START Provided data

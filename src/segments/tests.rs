use super::*;
use crate::angle::ObliqueWindow;
use crate::types::FrameSegments;

fn approx_eq(a: f32, b: f32) -> bool {
    (a - b).abs() < 1e-3
}

#[test]
fn hough_line_is_clipped_to_first_and_last_rows() {
    let theta = 0.6f32;
    let rho = 250.0f32;
    let seg = HoughLine::new(rho, theta).to_segment(600.0).expect("segment");
    assert!(approx_eq(seg.p0[0], rho / theta.cos()));
    assert!(approx_eq(seg.p0[1], 0.0));
    assert!(approx_eq(
        seg.p1[0],
        (rho - 600.0 * theta.sin()) / theta.cos()
    ));
    assert!(approx_eq(seg.p1[1], 600.0));
    assert!(approx_eq(seg.angle, theta));
}

#[test]
fn from_endpoints_uses_normal_angle() {
    // Left lane edge rising to the right: normal at 45 degrees.
    let left = LineSegment::from_endpoints([100.0, 600.0], [400.0, 300.0]);
    assert!(approx_eq(left.angle, std::f32::consts::FRAC_PI_4));
    // Right lane edge rising to the left: normal at 135 degrees.
    let right = LineSegment::from_endpoints([700.0, 600.0], [400.0, 300.0]);
    assert!(approx_eq(right.angle, 3.0 * std::f32::consts::FRAC_PI_4));
}

#[test]
fn shifted_moves_both_endpoints() {
    let seg = LineSegment::new([1.0, 2.0], [3.0, 4.0], 0.5).shifted([10.0, 20.0]);
    assert_eq!(seg.p0, [11.0, 22.0]);
    assert_eq!(seg.p1, [13.0, 24.0]);
    assert_eq!(seg.angle, 0.5);
}

#[test]
fn gather_applies_filters_and_offset() {
    let frame = FrameSegments {
        width: 800,
        height: 600,
        segments: vec![
            LineSegment::from_endpoints([100.0, 600.0], [400.0, 300.0]),
            LineSegment::from_endpoints([0.0, 0.0], [1.0, 1.0]),
            LineSegment::new([f32::NAN, 0.0], [1.0, 1.0], 0.3),
        ],
        hough_lines: vec![
            HoughLine::new(300.0, 0.8),
            HoughLine::new(300.0, 0.02),
            HoughLine::new(300.0, std::f32::consts::FRAC_PI_2),
        ],
    };
    let params = SegmentFilterParams {
        orientation: ObliqueWindow::default(),
        min_length_px: 5.0,
        offset: [0.0, 2.0],
    };
    let mut out = vec![LineSegment::new([9.0, 9.0], [9.0, 9.0], 0.0)];
    let stats = gather_segments(&frame, &params, &mut out);

    assert_eq!(out.len(), 2);
    assert_eq!(stats.kept(), 2);
    assert_eq!(stats.explicit_kept, 1);
    assert_eq!(stats.hough_kept, 1);
    assert_eq!(stats.rejected_short, 1);
    assert_eq!(stats.rejected_degenerate, 1);
    assert_eq!(stats.rejected_orientation, 2);
    assert_eq!(out[0].p0, [100.0, 602.0]);
    assert!(approx_eq(out[1].p0[1], 2.0));
}

#[test]
fn empty_frame_yields_no_segments() {
    let frame = FrameSegments::empty(640, 480);
    let mut out = Vec::new();
    let stats = gather_segments(&frame, &SegmentFilterParams::default(), &mut out);
    assert!(out.is_empty());
    assert_eq!(stats, GatherStats::default());
}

END Provided data

## Goal of the exercise
Reproduce each line from the records that contains the word "ObliqueWindow".

## Written response
use crate::angle::ObliqueWindow;
        orientation: ObliqueWindow::default(),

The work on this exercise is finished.